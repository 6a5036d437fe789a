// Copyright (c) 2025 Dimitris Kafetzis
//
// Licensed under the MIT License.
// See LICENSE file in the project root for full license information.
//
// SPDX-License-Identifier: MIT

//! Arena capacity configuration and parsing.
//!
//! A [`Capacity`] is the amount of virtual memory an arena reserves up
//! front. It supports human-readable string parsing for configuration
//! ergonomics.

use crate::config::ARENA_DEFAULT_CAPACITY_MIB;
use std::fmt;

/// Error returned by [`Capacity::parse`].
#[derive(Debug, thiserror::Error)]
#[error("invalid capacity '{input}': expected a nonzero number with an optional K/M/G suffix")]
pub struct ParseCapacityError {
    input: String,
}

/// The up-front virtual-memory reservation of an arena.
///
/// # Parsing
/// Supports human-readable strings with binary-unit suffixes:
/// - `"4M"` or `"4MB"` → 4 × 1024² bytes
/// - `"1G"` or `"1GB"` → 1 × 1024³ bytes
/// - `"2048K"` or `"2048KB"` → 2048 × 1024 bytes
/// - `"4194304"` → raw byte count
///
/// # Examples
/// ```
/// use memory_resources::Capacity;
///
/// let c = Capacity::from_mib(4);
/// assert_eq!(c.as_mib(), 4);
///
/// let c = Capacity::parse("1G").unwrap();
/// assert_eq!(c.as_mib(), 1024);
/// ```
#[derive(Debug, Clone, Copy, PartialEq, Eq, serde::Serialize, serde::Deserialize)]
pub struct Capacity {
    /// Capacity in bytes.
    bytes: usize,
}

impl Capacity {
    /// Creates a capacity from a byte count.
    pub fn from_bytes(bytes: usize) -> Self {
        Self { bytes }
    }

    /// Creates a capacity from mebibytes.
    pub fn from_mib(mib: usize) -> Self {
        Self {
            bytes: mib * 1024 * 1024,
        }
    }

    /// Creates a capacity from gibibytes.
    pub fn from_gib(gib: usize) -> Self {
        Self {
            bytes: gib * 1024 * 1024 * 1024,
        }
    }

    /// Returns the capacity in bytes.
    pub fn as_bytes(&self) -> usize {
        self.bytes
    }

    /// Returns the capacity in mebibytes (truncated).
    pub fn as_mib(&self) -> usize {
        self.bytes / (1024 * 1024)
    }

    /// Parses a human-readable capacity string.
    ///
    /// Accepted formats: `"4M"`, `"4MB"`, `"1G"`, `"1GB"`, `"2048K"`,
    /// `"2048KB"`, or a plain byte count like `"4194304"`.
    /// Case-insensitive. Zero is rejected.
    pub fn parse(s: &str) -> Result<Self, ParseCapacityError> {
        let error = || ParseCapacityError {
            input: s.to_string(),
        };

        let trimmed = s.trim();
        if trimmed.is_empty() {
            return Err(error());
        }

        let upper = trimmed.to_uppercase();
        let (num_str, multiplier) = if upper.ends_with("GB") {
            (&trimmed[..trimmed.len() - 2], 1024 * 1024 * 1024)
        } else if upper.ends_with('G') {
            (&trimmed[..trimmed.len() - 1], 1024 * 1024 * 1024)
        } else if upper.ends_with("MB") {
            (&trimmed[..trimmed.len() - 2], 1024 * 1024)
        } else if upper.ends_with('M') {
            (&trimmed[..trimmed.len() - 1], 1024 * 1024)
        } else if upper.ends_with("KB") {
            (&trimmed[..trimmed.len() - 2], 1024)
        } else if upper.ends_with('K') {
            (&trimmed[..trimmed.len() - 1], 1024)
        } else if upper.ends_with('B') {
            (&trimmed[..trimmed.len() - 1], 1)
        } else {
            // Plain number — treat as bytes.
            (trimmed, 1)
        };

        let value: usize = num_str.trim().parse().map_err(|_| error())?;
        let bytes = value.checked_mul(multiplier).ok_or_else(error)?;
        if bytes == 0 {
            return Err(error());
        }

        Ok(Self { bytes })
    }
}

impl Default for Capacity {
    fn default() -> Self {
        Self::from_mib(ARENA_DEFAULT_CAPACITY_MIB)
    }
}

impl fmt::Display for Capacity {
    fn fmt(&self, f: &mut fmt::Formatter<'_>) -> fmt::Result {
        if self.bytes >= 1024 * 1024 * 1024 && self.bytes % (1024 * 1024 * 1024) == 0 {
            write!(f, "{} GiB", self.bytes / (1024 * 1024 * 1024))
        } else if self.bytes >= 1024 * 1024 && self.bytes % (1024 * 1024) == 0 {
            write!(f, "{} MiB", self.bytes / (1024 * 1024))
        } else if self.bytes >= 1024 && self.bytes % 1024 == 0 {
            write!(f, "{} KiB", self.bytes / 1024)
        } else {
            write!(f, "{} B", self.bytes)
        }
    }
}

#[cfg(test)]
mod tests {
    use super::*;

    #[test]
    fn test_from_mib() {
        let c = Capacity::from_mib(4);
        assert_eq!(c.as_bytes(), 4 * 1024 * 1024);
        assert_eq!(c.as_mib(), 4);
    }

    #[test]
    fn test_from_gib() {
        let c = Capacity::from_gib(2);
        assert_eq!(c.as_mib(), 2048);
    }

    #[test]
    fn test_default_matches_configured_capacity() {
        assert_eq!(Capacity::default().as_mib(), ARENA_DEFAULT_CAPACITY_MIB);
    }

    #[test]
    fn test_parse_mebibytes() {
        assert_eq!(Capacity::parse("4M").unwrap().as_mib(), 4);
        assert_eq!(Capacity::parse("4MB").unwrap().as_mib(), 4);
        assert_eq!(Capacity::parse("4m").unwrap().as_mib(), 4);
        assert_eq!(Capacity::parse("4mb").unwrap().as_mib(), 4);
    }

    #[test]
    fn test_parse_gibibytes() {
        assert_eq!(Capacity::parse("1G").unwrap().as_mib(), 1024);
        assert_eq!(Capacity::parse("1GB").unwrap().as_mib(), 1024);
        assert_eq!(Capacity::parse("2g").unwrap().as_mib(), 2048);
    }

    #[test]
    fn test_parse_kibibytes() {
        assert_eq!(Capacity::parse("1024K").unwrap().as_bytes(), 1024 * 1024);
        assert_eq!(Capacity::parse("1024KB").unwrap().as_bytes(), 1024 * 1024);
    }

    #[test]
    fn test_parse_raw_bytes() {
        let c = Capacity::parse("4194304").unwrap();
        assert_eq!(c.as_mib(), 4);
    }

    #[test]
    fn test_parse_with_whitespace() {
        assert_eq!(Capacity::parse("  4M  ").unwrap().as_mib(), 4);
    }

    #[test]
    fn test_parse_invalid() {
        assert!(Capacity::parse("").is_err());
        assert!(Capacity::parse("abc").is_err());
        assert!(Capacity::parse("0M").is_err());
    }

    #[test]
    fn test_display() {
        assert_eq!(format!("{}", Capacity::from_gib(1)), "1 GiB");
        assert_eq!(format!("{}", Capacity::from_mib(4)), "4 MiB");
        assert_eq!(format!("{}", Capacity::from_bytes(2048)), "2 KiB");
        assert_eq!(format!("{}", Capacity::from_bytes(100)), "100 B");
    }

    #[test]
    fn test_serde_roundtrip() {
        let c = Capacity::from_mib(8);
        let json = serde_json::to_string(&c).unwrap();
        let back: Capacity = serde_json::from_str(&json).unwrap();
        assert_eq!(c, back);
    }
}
________________________________________
• EXERCISE REQUIREMENTS: Lines after the one containing "#[derive(Debug, thiserror::Error)]" are not wanted; repeat exactly each line above from the first up to and including it.

• EXERCISE SOLUTION:
repository 6a5036d437fe789a
// Copyright (c) 2025 Dimitris Kafetzis
//
// Licensed under the MIT License.
// See LICENSE file in the project root for full license information.
//
// SPDX-License-Identifier: MIT

//! Arena capacity configuration and parsing.
//!
//! A [`Capacity`] is the amount of virtual memory an arena reserves up
//! front. It supports human-readable string parsing for configuration
//! ergonomics.

use crate::config::ARENA_DEFAULT_CAPACITY_MIB;
use std::fmt;

/// Error returned by [`Capacity::parse`].
#[derive(Debug, thiserror::Error)]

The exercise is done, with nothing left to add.